Louise Montagne

Louise Montagne

Pédiatre à l’Hôpital Saint Vincent de Paul et chercheuse attachée à l’UMR 1283/8199

Aujourd’hui, la newsletter PreciDIAB vous invite à découvrir le portrait du Docteur Louise Montagne, elle nous parle de son parcours en tant que pédiatre ainsi que l’importance de prévenir le surpoids dès le plus jeune âge.

Pouvez-vous nous expliquer ce qui vous a amenée à vous spécialiser en pédiatrie et l'intérêt pour vous de combiner le soin et la recherche?

Je me suis inscrite en médecine pour faire pédiatrie et très vite au cours de mon internat au CHU de Lille et à l’hôpital Trousseau, je me suis sur-spécialisée en endocrinologie et diabétologie pédiatrique. Je prends donc en charge des enfants pour des problèmes de croissance, de thyroïde, de puberté ou qui sont atteints de diabète…. Ce qui est passionnant en pédiatrie, et tout particulièrement dans les maladies chroniques, c’est qu’on soigne l’enfant dans sa globalité, tenant compte de sa pathologie mais aussi (et tout autant) de toute sa vie d’enfant : ses parents, sa famille, son environnement, l’école….

Je suis pédiatre à l’Hôpital Saint Vincent de Paul à Lille (Groupement des Hôpitaux de l’Institut Catholique de Lille) et dès mon arrivée en 2011, le Professeur Nicolas Kalach, chef de service, m’a incitée à combiner clinique et recherche. J’ai ainsi pu m’inscrire en thèse de sciences sous la direction du Pr Philippe Froguel et commencer à travailler sur la génétique de l’obésité infantile.

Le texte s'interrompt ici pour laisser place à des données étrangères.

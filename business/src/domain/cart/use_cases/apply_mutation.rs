use async_trait::async_trait;
use uuid::Uuid;

use crate::domain::cart::errors::CartError;
use crate::domain::cart::model::CartLineItem;

#[derive(Debug, Clone)]
pub struct ApplyCartMutationParams {
    /// Broker message id, used as the idempotency key of the insert.
    pub message_id: Uuid,
    pub content_type: String,
    pub payload: Vec<u8>,
}

#[derive(Debug, Clone, PartialEq)]
pub enum ApplyOutcome {
    Applied(CartLineItem),
    /// A previous delivery of the same message already committed its row.
    AlreadyApplied,
}

/// Applies one delivered cart command to the store and invalidates the user's cache entry.
#[async_trait]
pub trait ApplyCartMutationUseCase: Send + Sync {
    async fn execute(&self, params: ApplyCartMutationParams) -> Result<ApplyOutcome, CartError>;
}
use serde::{Deserialize, Serialize};

/// Identifier of the user owning a cart.
/// Used to isolate cart data between users and to key the cart cache.
#[derive(Debug, Clone, Copy, PartialEq, Eq, Hash, PartialOrd, Ord, Serialize, Deserialize)]
#[serde(transparent)]
pub struct UserId(u64);

impl UserId {
    pub fn new(id: u64) -> Self {
        Self(id)
    }

    pub fn value(&self) -> u64 {
        self.0
    }
}

impl std::fmt::Display for UserId {
    fn fmt(&self, f: &mut std::fmt::Formatter<'_>) -> std::fmt::Result {
        write!(f, "{}", self.0)
    }
}

impl From<u64> for UserId {
    fn from(id: u64) -> Self {
        Self(id)
    }
}

/// Identifier of a catalog product.
#[derive(Debug, Clone, Copy, PartialEq, Eq, Hash, PartialOrd, Ord, Serialize, Deserialize)]
#[serde(transparent)]
pub struct ProductId(u64);

impl ProductId {
    pub fn new(id: u64) -> Self {
        Self(id)
    }

    pub fn value(&self) -> u64 {
        self.0
    }
}

impl std::fmt::Display for ProductId {
    fn fmt(&self, f: &mut std::fmt::Formatter<'_>) -> std::fmt::Result {
        write!(f, "{}", self.0)
    }
}

impl From<u64> for ProductId {
    fn from(id: u64) -> Self {
        Self(id)
    }
}

/// Store-assigned identifier of a cart line item.
#[derive(Debug, Clone, Copy, PartialEq, Eq, Hash, PartialOrd, Ord, Serialize, Deserialize)]
#[serde(transparent)]
pub struct CartItemId(u64);

impl CartItemId {
    pub fn new(id: u64) -> Self {
        Self(id)
    }

    pub fn value(&self) -> u64 {
        self.0
    }
}

impl std::fmt::Display for CartItemId {
    fn fmt(&self, f: &mut std::fmt::Formatter<'_>) -> std::fmt::Result {
        write!(f, "{}", self.0)
    }
}

impl From<u64> for CartItemId {
    fn from(id: u64) -> Self {
        Self(id)
    }
}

Ma participation au sein de PreciDIAB s’inscrit dans la continuité de ce travail.

On entend parfois que le surpoids chez les enfants n’est pas un problème majeur car ils sont en pleine croissance. Quel est votre avis sur ce point ?

Le surpoids des enfants est un problème majeur de santé publique. Un rapport de l’Organisation Mondiale de la Santé (OMS) pour la surveillance de l’obésité infantile en Europe (COSI), montrait qu’un enfant européen sur 3 âgé de 6 à 9 ans était en situation de surpoids ou d’obésité en 2017.

Une fois que l’obésité est installée, chez l’enfant comme chez l’adolescent, il est extrêmement compliqué d’inverser la courbe de prise de poids à long terme, malgré les actions de prise en charge. A partir de l’âge de 6 ans, plus de 50% des enfants obèses deviennent des adultes obèses (contre 10% des enfants non obèses) et la proportion passe à plus de 75% pour les enfants obèses de plus de 10 ans. Les adolescents obèses sont aussi beaucoup plus à risque de développer une obésité massive (IMC ≥ 40 kg/m2) à l’âge adulte que les adolescents normo pondéraux ou même en surpoids.

Dans la plupart des pays occidentaux, la prévalence du surpoids à l’âge pédiatrique avait tendance à se stabiliser ces vingt dernières années grâce aux différentes politiques de santé publique. Mais l’épidémie mondiale de Covid-19 a changé la donne et l’obésité infantile connait un rebond depuis 2020 dans tous les pays : l’obésité sévère de l’enfant a doublé en Grande-Bretagne, et la tranche d’âge autour de 6 ans est la plus touchée avec 40% des enfants en surpoids. En France, les données des enfants encore plus jeunes (4 ans) sont tout aussi inquiétantes avec une augmentation significative du nombre d’enfants en surpoids entre 2019 et 2021. Cela s’explique par la sédentarité forcée par la crise sanitaire, avec fermeture des écoles, des centres de loisirs, des centres sociaux, et un recours exponentiel aux écrans pour occuper les enfants. Cette situation est en outre très inégalitaire socialement : en Grande Bretagne comme en France, les enfants des classes socio-économiques les moins favorisées sont beaucoup plus touchés par le surpoids et l’obésité que les enfants des familles favorisées.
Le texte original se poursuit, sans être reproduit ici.